The problems of the water industry can’t be effectively addressed within private ownership or a shareholder–centric model of corporate governance. Here are some alternatives.

  1. The government needs to enforce the full environmental duties on water companies. This will reduce their profitability and quite likely make them financially bankrupt. This would be an opportunity for the state to reacquire them at a knockdown price. They should be run as arm’s length not-for-profit organisations with professional management
  • The government could also adopt a private equity model i.e. the cost of purchase could be loaded on to the entities, similar to private equity acquisition of Asda and Morrisons.

The profits and dividends currently siphoned off by shareholders would go into investment in infrastructure. Additional investment can be funded by borrowing.

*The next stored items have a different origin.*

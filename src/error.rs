//! Error types for echoview

use crate::visibility::{SplitDiagnostic, ViewId};
use thiserror::Error;

#[derive(Error, Debug)]
pub enum EchoViewError {
    /// A view kept two or more candidates but none of them has an edge that
    /// divides its window. Only that view is lost; the search carries on.
    #[error("No splitting edge: {0}")]
    NoSplittingEdge(Box<SplitDiagnostic>),

    #[error("Invalid polygon: {0}")]
    InvalidPolygon(String),

    #[error("Invalid material: {0}")]
    InvalidMaterial(String),

    #[error("Configuration error: {0}")]
    Configuration(String),

    #[error("Unknown view: {0}")]
    UnknownView(ViewId),

    #[error("Worker error: {0}")]
    Worker(String),
}

pub type Result<T> = std::result::Result<T, EchoViewError>;

#[cfg(test)]
mod tests {
    use super::*;

    #[test]
    fn test_error_display() {
        let err = EchoViewError::InvalidPolygon("fewer than 3 vertices".into());
        assert_eq!(err.to_string(), "Invalid polygon: fewer than 3 vertices");

        let err = EchoViewError::UnknownView(ViewId::new(7));
        assert_eq!(err.to_string(), "Unknown view: ViewId(7)");
    }

    #[test]
    fn test_error_is_std_error() {
        let err = EchoViewError::Worker("channel closed".into());
        let _: &dyn std::error::Error = &err;
    }
}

  • Whether in public or private ownership, at least 50% of the board members must be directly elected by employees and customers to ensure that diverse voices are heard at the board level.
  • Executive remuneration contracts of water company directors should be publicly available so that everyone knows what they are getting. The sanitised snippets in annual company accounts are often economical with information and rarely mention that chauffeur driven cars, private school and medical fees are part of executive pay packages.
  • Employees and customers must be empowered to vote on executive pay, with 51% approval carrying the day. Thus, directors exploiting customers and employees; dumping sewage, neglecting flood defences, dodging taxes and not plugging leaks will experience difficulty in securing high pay. Democracy and people power will act as a pressure point, keeping directors on the straight and narrow path of good practices.
  • If bonuses are to be paid for extraordinary performance, they ought to be paid after extraordinary scrutiny. So, approval of 90% of stakeholders would be required.

The above is not a panacea but will go some way toward increasing investment, improving the environment and empowering people to end abuses in the water industry.